▶ _What to produce_
Copy the lines below verbatim. Begin with the first and end with the line containing "updates the mirror".

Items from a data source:
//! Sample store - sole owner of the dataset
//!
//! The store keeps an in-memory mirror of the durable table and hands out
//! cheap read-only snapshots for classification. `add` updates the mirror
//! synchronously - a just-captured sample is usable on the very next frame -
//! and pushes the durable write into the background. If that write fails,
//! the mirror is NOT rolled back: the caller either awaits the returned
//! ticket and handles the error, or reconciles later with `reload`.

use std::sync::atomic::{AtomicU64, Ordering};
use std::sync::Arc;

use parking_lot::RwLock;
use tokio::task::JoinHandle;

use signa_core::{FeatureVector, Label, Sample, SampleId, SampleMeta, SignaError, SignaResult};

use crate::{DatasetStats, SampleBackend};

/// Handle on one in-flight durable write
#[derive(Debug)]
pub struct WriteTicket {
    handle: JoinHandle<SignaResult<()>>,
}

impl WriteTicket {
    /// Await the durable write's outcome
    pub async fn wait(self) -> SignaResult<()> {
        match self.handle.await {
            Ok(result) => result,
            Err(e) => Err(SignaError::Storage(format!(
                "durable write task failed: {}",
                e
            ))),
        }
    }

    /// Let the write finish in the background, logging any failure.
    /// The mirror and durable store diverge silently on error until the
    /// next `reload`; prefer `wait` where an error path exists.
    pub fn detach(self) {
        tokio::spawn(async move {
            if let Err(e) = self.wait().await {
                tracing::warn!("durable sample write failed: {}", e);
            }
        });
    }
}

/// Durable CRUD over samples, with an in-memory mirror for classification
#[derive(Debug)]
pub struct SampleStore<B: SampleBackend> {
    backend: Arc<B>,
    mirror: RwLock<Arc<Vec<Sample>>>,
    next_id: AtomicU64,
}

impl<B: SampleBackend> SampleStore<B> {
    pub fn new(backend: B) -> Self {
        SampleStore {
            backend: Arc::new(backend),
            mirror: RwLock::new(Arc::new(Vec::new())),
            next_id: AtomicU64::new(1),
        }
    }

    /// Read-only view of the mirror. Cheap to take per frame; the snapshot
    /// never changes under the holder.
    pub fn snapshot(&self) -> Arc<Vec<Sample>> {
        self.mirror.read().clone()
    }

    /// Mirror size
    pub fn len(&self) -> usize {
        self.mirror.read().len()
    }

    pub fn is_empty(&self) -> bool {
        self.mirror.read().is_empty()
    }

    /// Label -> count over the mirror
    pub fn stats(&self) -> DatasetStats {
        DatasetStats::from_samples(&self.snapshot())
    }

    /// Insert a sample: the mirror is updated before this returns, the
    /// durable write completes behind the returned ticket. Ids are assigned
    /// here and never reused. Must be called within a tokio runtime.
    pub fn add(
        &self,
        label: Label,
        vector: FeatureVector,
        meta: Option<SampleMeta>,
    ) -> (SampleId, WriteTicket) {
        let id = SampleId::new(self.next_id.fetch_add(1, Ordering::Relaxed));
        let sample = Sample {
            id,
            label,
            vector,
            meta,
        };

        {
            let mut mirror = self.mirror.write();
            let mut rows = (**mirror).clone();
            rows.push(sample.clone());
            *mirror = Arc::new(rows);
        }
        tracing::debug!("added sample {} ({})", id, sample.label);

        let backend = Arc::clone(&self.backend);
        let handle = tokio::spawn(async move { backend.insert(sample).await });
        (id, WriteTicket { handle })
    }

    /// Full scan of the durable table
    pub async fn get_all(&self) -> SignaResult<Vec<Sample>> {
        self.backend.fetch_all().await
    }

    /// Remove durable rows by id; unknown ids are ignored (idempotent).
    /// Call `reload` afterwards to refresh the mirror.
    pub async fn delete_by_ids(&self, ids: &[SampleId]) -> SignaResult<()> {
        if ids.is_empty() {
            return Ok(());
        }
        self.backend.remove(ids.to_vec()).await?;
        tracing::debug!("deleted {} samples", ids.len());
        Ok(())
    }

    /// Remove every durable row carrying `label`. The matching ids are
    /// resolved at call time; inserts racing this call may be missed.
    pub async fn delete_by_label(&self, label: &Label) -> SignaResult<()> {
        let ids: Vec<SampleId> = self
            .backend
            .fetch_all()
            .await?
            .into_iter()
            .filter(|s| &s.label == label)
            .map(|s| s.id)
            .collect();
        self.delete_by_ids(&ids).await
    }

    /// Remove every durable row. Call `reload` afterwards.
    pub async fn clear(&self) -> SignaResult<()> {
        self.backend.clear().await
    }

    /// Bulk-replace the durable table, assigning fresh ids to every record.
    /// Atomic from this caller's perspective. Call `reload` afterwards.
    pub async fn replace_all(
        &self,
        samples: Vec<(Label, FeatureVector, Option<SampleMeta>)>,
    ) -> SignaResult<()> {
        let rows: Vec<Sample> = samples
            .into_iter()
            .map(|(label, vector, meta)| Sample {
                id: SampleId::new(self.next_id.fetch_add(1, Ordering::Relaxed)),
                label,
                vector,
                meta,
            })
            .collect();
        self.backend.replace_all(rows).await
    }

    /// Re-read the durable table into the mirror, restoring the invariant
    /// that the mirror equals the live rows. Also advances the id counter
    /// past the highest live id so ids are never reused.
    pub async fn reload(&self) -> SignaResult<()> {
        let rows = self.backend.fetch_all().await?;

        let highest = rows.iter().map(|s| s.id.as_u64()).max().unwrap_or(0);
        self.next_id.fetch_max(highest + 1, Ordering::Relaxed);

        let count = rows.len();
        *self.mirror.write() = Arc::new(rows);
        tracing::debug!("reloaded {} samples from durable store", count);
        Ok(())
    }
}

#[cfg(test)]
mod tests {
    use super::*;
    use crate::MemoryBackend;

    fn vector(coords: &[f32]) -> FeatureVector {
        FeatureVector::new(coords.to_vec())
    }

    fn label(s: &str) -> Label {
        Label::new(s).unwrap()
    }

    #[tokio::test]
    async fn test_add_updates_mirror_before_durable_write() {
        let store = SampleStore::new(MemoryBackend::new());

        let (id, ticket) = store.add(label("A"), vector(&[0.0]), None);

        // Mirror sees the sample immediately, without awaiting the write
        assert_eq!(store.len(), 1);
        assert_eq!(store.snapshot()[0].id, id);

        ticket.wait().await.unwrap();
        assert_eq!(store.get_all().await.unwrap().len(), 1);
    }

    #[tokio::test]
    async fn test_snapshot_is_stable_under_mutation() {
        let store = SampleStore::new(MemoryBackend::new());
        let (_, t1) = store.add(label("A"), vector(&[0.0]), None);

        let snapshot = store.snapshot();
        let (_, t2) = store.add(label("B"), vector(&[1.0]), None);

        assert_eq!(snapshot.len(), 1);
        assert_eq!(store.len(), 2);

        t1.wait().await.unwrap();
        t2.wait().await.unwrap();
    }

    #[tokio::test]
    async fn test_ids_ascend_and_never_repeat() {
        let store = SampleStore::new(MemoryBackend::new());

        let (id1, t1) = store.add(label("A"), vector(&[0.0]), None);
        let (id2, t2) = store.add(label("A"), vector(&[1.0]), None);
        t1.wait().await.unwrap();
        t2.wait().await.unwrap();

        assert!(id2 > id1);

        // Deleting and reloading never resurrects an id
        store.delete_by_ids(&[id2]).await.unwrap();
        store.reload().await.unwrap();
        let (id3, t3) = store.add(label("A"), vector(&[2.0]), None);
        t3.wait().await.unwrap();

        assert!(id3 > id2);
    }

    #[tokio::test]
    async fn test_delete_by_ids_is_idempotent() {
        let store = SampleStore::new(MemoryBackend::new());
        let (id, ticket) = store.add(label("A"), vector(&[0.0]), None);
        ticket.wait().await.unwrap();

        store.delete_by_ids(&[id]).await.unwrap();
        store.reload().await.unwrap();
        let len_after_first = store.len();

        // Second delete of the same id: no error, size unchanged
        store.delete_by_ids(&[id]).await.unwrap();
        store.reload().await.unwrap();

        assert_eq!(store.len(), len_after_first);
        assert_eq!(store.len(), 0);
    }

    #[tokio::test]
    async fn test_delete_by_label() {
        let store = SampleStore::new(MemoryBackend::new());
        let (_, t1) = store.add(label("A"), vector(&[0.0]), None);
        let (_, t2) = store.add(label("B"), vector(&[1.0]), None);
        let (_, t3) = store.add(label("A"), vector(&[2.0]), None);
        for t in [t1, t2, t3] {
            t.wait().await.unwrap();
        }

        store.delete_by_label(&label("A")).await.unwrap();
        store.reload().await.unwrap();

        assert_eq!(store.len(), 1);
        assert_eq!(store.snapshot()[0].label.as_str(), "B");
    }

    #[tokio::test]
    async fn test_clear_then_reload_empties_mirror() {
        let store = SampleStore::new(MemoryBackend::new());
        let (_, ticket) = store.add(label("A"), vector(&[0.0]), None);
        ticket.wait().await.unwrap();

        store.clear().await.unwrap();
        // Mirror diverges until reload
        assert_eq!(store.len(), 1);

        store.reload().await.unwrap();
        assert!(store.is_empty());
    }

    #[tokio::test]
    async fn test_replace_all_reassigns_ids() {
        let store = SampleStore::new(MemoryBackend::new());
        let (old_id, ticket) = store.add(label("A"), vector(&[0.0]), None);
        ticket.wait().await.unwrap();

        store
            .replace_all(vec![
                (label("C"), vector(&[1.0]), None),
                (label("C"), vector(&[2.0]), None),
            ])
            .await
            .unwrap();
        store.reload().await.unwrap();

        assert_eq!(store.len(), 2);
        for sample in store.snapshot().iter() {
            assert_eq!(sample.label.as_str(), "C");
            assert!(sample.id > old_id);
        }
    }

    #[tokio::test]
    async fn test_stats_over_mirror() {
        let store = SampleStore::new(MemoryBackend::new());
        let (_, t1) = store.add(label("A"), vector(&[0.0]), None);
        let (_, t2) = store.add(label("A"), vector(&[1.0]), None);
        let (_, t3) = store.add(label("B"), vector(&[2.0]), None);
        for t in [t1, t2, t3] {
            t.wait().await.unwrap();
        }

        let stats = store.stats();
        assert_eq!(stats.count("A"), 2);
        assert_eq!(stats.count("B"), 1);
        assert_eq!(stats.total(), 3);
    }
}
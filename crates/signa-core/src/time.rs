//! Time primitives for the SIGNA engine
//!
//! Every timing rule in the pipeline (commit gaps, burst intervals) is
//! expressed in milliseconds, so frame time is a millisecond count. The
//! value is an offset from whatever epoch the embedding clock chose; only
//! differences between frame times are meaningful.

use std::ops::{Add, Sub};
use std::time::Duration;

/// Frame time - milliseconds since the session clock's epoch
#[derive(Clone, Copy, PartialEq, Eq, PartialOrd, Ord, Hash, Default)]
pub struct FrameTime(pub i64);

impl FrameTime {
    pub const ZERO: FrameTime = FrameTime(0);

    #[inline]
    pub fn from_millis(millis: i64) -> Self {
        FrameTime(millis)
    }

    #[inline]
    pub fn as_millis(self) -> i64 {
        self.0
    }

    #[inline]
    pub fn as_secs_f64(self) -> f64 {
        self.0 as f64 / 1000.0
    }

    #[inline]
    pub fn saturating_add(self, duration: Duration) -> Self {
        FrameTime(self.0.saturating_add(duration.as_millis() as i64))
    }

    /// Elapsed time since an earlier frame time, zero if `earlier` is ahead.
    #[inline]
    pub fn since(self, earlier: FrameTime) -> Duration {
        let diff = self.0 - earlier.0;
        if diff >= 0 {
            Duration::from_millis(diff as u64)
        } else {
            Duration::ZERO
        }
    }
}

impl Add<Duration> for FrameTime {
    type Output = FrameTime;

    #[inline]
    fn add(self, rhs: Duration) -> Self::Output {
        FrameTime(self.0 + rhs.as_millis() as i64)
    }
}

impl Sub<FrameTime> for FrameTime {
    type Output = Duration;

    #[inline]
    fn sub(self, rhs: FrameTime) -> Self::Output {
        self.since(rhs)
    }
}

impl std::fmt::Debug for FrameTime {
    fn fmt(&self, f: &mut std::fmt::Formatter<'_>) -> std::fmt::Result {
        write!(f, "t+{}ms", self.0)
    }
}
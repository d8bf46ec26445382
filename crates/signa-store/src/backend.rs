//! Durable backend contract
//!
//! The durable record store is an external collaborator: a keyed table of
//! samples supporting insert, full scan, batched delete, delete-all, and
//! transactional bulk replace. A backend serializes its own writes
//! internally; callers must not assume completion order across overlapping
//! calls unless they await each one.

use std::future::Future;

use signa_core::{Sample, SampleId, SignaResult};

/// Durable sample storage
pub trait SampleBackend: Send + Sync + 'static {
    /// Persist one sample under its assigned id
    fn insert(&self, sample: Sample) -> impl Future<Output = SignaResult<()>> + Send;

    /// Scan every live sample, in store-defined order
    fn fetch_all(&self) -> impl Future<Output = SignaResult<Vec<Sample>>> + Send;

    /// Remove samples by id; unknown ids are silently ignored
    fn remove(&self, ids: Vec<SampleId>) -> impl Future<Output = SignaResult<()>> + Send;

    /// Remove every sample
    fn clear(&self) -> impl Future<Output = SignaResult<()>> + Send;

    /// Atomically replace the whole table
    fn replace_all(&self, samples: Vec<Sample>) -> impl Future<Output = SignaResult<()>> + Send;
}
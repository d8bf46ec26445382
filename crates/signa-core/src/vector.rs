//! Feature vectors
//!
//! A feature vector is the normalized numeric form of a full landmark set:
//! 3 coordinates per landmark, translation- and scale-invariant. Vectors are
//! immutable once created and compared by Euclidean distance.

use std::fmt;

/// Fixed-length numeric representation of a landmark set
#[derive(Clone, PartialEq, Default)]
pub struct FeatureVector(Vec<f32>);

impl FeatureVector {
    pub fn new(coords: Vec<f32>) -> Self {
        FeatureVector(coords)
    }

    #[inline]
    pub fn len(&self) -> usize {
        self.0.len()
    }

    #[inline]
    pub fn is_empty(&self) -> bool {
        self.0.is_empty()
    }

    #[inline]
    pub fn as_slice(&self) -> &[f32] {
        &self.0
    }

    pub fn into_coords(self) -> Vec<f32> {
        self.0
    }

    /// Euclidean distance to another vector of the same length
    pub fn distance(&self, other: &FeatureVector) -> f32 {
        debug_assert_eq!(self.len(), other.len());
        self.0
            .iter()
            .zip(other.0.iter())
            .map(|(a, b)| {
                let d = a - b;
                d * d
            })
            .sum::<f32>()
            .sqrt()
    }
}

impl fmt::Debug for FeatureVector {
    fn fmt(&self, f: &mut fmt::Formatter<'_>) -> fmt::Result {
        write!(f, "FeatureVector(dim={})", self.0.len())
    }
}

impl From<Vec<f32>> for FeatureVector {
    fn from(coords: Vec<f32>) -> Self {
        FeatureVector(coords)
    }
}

▶ _Task result_
//! Sample store - sole owner of the dataset
//!
//! The store keeps an in-memory mirror of the durable table and hands out
//! cheap read-only snapshots for classification. `add` updates the mirror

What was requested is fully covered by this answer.